Mijn vader is somber, de laatste maanden. Hij is 88, twee jaar geleden verloor hij zijn vrouw, mijn moeder, met wie hij ruim 50 jaar samen was. Voor haar waren ze naar het seniorencomplex in hun dorp verhuisd: als ze slechter zou worden, zou ze naar de gesloten afdeling voor mensen met dementie kunnen. Toch nog tot het einde onder één dak. Precies twee maanden na de verhuizing stierf ze in hun nieuwe appartement.
De troost die het seniorencomplex bood, met bridgeclubjes, biljartmiddagen, jeu-de-boules competities en filmavonden droogde sinds half maart abrupt op.
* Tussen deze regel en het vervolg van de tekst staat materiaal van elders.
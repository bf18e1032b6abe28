// SPDX-License-Identifier: GPL-3.0-or-later
// Copyright 2026 Tobias Sarnowski

//! References: a tagged `REF` value is just a cell index, and its area
//! is derived from which segment that index falls in (spec.md §3.3).
//!
//! This mirrors §6.2's persisted layout order (code, data stack, return
//! stack, global heap, ascending) rather than §3.3's prose, which lists
//! global first; see `DESIGN.md` Open Question 1.

#[cfg(test)]
mod reference_test;

use crate::memory::{DATA_STACK_BASE, GLOBAL_HEAP_BASE, RETURN_STACK_BASE};
use crate::tagged::{Tag, TaggedValue};
use crate::types::Cell;

/// Which stack region a [`Reference`] points into.
#[derive(Debug, Clone, Copy, PartialEq, Eq)]
pub enum Area {
    /// The code segment - not a normally addressable region, but a
    /// reference can land here if it points at a bytecode address.
    Code,
    /// The data stack.
    Data,
    /// The return stack.
    Return,
    /// The global heap.
    Global,
}

impl Area {
    /// Classifies a cell index by the ascending segment boundaries
    /// recorded in `crate::memory` (spec.md §6.2).
    #[must_use]
    pub fn classify(cell: Cell) -> Self {
        if cell.index() >= GLOBAL_HEAP_BASE.index() {
            Self::Global
        } else if cell.index() >= RETURN_STACK_BASE.index() {
            Self::Return
        } else if cell.index() >= DATA_STACK_BASE.index() {
            Self::Data
        } else {
            Self::Code
        }
    }
}

/// A reference to a mutable cell: a cell index plus its derived area.
/// References are borrowed, not owning - their validity depends on the
/// liveness discipline of the region they point into (spec.md §5).
#[derive(Debug, Clone, Copy, PartialEq, Eq)]
pub struct Reference {
    cell: Cell,
}

impl Reference {
    /// Wraps a cell index as a reference.
    #[inline]
    #[must_use]
    pub const fn new(cell: Cell) -> Self {
        Self { cell }
    }

    /// The cell this reference addresses.
    #[inline]
    #[must_use]
    pub const fn cell(self) -> Cell {
        self.cell
    }

    /// The region this reference's cell index falls in.
    #[must_use]
    pub fn area(self) -> Area {
        Area::classify(self.cell)
    }

    /// Encodes this reference as a tagged `REF` value.
    #[must_use]
    pub fn to_tagged(self) -> TaggedValue {
        TaggedValue::encode(self.cell.index() as i32, Tag::Ref)
            .expect("cell indices fit in a REF payload")
    }

    /// Decodes a tagged `REF` value back into a reference, if it is one.
    #[must_use]
    pub fn from_tagged(value: TaggedValue) -> Option<Self> {
        match value.decode() {
            crate::tagged::Decoded::Boxed(Tag::Ref, payload) => {
                Some(Self::new(Cell::new(payload as u32)))
            }
            _ => None,
        }
    }
}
De bewoners sloten zich angstig op in hun appartement, daar was geen oproep van het RIVM voor nodig. Het restaurant op de benedenverdieping brengt sindsdien op verzoek maaltijden aan de deur, in een piepschuim verpakking. Een keer per dag gaat de deurbel. Tegen de tijd dat mijn vader de deur bereikt heeft, staat er een grauwgrijzen doos op de mat.
Geen trek meer
Gaandeweg krijgt hij steeds minder trek. Het eten was al niet om over naar huis te schrijven (bovendien, naar wie?), maar de geuren die bij opening vanuit de knerpende doos opstijgen, zijn een stuk minder aanlokkelijk dan die van vroeger, vanuit de keuken. “Samen eten op veilige afstand dan?”, stellen mijn zus en ik voor wanneer de ergste paniek is gezakt en de anderhalvemetersamenleving vorm begint te krijgen. “Ik zou niet weten met wie.” Het aantal kennissen en vrienden van voor de verhuizing is in twee jaar tijd teruggelopen naar één. En die ene vriend ‘is er ook niet gezelliger op geworden’.
Vaker naar de supermarkt
Aanvankelijk deed zijn voormalige buurman boodschappen voor hem. Een mooi voorbeeld van spontane coronahulp. Maar als het verkeerde merk yoghurt in de tas zat, ging mijn vader het pak hoogstpersoonlijk in de winkel omruilen. “Ik ben er zó in en uit, niks aan de hand”, suste hij mijn zus en mij. De buurman zat blijkbaar onvoldoende op zijn lijn, qua boodschappen, want ruilen werd een vaste gewoonte. Soms tot drie keer op een dag liep hij het dorp in, naar de supermarkt. “Dan heb ik even een uitje.” Uiteindelijk liet hij de buurman weten dat hij zelf weer boodschappen deed.
Op zijn 88ste verjaardag gingen we tegen alle adviezen in toch maar bij hem op bezoek. (“Overdrijven jullie nou niet een beetje? Jullie houden zo’n afstand!”) Inmiddels hadden we één en één al bij elkaar opgeteld: frequent + onnodig supermarktbezoek = kans op corona. En tijdens een duinwandeling kwam het hoge woord eruit. “Ik ben niet bang voor dat virus, hoor. Kom maar op. Ik vind er niet veel meer aan, dus… En als het blijft zoals het nu moet, word ik wat mij betreft morgen dood wakker. Corona is ook een manier om te gaan, zo zie ik het.”
Andere invalshoek
Vanmorgen vroeg iemand me, na de tegenwoordig gebruikelijke uitwisseling over elkaars gezondheid en de vaststelling dat het coronavirus voorlopig nog wel onder ons zal zijn: “Weet je hoe ze in Engeland vroeger een longontsteking ook wel noemden? The Old Man’s Friend.”
Ik kan me er van alles bij voorstellen.